• _TASK GOAL_: Your answer should be the line that contains "if let Some(old) = self.mesh.replace(mesh)" and each line after it, restated word for word through the final line of the entries.

• _DATA SUPPLIED_:

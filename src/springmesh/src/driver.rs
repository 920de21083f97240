use std::collections::VecDeque;
use std::sync::mpsc::{sync_channel, Receiver, SyncSender};
use std::time::Instant;

use protocol::command::{ModelType, Parameter};
use protocol::update_info::UpdateInfo;

use crate::config::DriverConfig;
use crate::controller::Controller;
use crate::controller_message::{ControllerMessage, DriverMessage};
use crate::force::ForceEvent;
use crate::mesh::SpringMesh;

/// Creates the two ends of an instrument: the control-side `Controller`,
/// the `Driver` owned by the audio callback, and the receiver for what the
/// driver reports back.
pub fn instrument(
	config: DriverConfig,
) -> (Controller, Driver, Receiver<DriverMessage>) {
	let (ctx, crx) = sync_channel(config.command_capacity.max(1));
	let (dtx, drx) = sync_channel(config.event_capacity.max(1));
	let controller = Controller::new(ctx, &config);
	let mesh = controller.build_mesh(config.model);
	let driver = Driver::new(config.model, mesh, crx, dtx, &config);
	(controller, driver, drx)
}

#[derive(Clone, Copy, Debug, PartialEq, Eq)]
pub enum DriverState {
	Idle,
	Running,
}

/// Runs one mesh step per output sample.
///
/// `process` never blocks and never allocates except when assembling a
/// snapshot at an emission boundary.
pub struct Driver {
	mesh: Option<Box<SpringMesh>>,
	model: Option<ModelType>,
	forces: VecDeque<ForceEvent>,
	force_capacity: usize,
	rx: Receiver<ControllerMessage>,
	tx: SyncSender<DriverMessage>,
	sample_rate: f32,
	snapshot_interval: u64,
	samples: u64,
	dropped_forces: usize,
	rejected: usize,
}

impl Driver {
	pub fn new(
		model: ModelType,
		mesh: SpringMesh,
		rx: Receiver<ControllerMessage>,
		tx: SyncSender<DriverMessage>,
		config: &DriverConfig,
	) -> Self {
		tracing::info!(
			model = %model,
			masses = mesh.masses().len(),
			sample_rate = config.sample_rate,
			"driver started"
		);
		let driver = Self {
			mesh: Some(Box::new(mesh)),
			model: Some(model),
			forces: VecDeque::with_capacity(config.force_capacity),
			force_capacity: config.force_capacity,
			rx,
			tx,
			sample_rate: config.sample_rate,
			snapshot_interval: config.snapshot_interval.max(1),
			samples: 0,
			dropped_forces: 0,
			rejected: 0,
		};
		driver.emit(0.0);
		driver
	}

	pub fn state(&self) -> DriverState {
		if self.mesh.is_some() {
			DriverState::Running
		} else {
			DriverState::Idle
		}
	}

	pub fn mesh(&self) -> Option<&SpringMesh> {
		self.mesh.as_deref()
	}

	pub fn model_type(&self) -> Option<ModelType> {
		self.model
	}

	pub fn samples(&self) -> u64 {
		self.samples
	}

	pub fn pending_forces(&self) -> usize {
		self.forces.len()
	}

	pub fn dropped_forces(&self) -> usize {
		self.dropped_forces
	}

	pub fn rejected(&self) -> usize {
		self.rejected
	}

	/// Fills one block. Returns false once the instrument is closed, in which
	/// case the block is silent.
	pub fn process(&mut self, out: &mut [f32]) -> bool {
		let start = Instant::now();
		while let Ok(msg) = self.rx.try_recv() {
			self.handle(msg);
		}
		let Some(mesh) = self.mesh.as_deref_mut() else {
			out.fill(0.0);
			return false;
		};
		if out.is_empty() {
			return true;
		}
		// forces are only applied on block boundaries
		let force = self.forces.pop_front();
		for (i, s) in out.iter_mut().enumerate() {
			let f = if i == 0 { force.as_ref() } else { None };
			*s = mesh.simulation_step(f);
		}
		let before = self.samples;
		self.samples += out.len() as u64;
		if self.samples / self.snapshot_interval != before / self.snapshot_interval {
			let budget = out.len() as f32 / self.sample_rate;
			self.emit(start.elapsed().as_secs_f32() / budget);
		}
		true
	}

	fn handle(&mut self, msg: ControllerMessage) {
		match msg {
			ControllerMessage::Force(f) => {
				if self.mesh.is_none() {
					return;
				}
				if self.forces.len() < self.force_capacity {
					self.forces.push_back(f);
				} else {
					self.dropped_forces += 1;
				}
			}
			ControllerMessage::SetParameter(name, value) => {
				if !value.is_finite() {
					self.rejected += 1;
					return;
				}
				if let Some(mesh) = self.mesh.as_deref_mut() {
					match name {
						Parameter::Mass => mesh.adjust_mass(value),
						Parameter::Tension => mesh.adjust_tension(value),
						Parameter::Damping => mesh.adjust_damping(value),
					}
				}
			}
			ControllerMessage::SwapMesh(ty, mesh) => {
				if self.mesh.is_none() {
					self.retire(mesh);
					return;
				}
				if let Some(old) = self.mesh.replace(mesh) {
					self.retire(old);
				}
				self.model = Some(ty);
			}
			ControllerMessage::Close => {
				if let Some(old) = self.mesh.take() {
					self.retire(old);
				}
				self.model = None;
				self.forces.clear();
				let _ = self.tx.try_send(DriverMessage::Closed);
			}
		}
	}

	fn retire(&self, mesh: Box<SpringMesh>) {
		// if the channel is full the mesh is freed here instead
		let _ = self.tx.try_send(DriverMessage::Retired(mesh));
	}

	fn emit(&self, load: f32) {
		let Some(mesh) = self.mesh.as_deref() else {
			return;
		};
		let info = UpdateInfo {
			load,
			samples: self.samples,
			mass_len: mesh.masses().len(),
			spring_len: mesh.springs().len(),
			resets: mesh.resets(),
			dropped_forces: self.dropped_forces,
			rejected: self.rejected,
		};
		let _ = self.tx.try_send(DriverMessage::Update(mesh.pr_model(), info));
	}
}

impl Drop for Driver {
	fn drop(&mut self) {
		tracing::debug!(samples = self.samples, "driver dropped");
	}
}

• _RESPONSE TO THE EXERCISE_:
				if let Some(old) = self.mesh.replace(mesh) {
					self.retire(old);
				}
				self.model = Some(ty);
			}
			ControllerMessage::Close => {
				if let Some(old) = self.mesh.take() {
					self.retire(old);
				}
				self.model = None;
				self.forces.clear();
				let _ = self.tx.try_send(DriverMessage::Closed);
			}
		}
	}

	fn retire(&self, mesh: Box<SpringMesh>) {
		// if the channel is full the mesh is freed here instead
		let _ = self.tx.try_send(DriverMessage::Retired(mesh));
	}

	fn emit(&self, load: f32) {
		let Some(mesh) = self.mesh.as_deref() else {
			return;
		};
		let info = UpdateInfo {
			load,
			samples: self.samples,
			mass_len: mesh.masses().len(),
			spring_len: mesh.springs().len(),
			resets: mesh.resets(),
			dropped_forces: self.dropped_forces,
			rejected: self.rejected,
		};
		let _ = self.tx.try_send(DriverMessage::Update(mesh.pr_model(), info));
	}
}

impl Drop for Driver {
	fn drop(&mut self) {
		tracing::debug!(samples = self.samples, "driver dropped");
	}
}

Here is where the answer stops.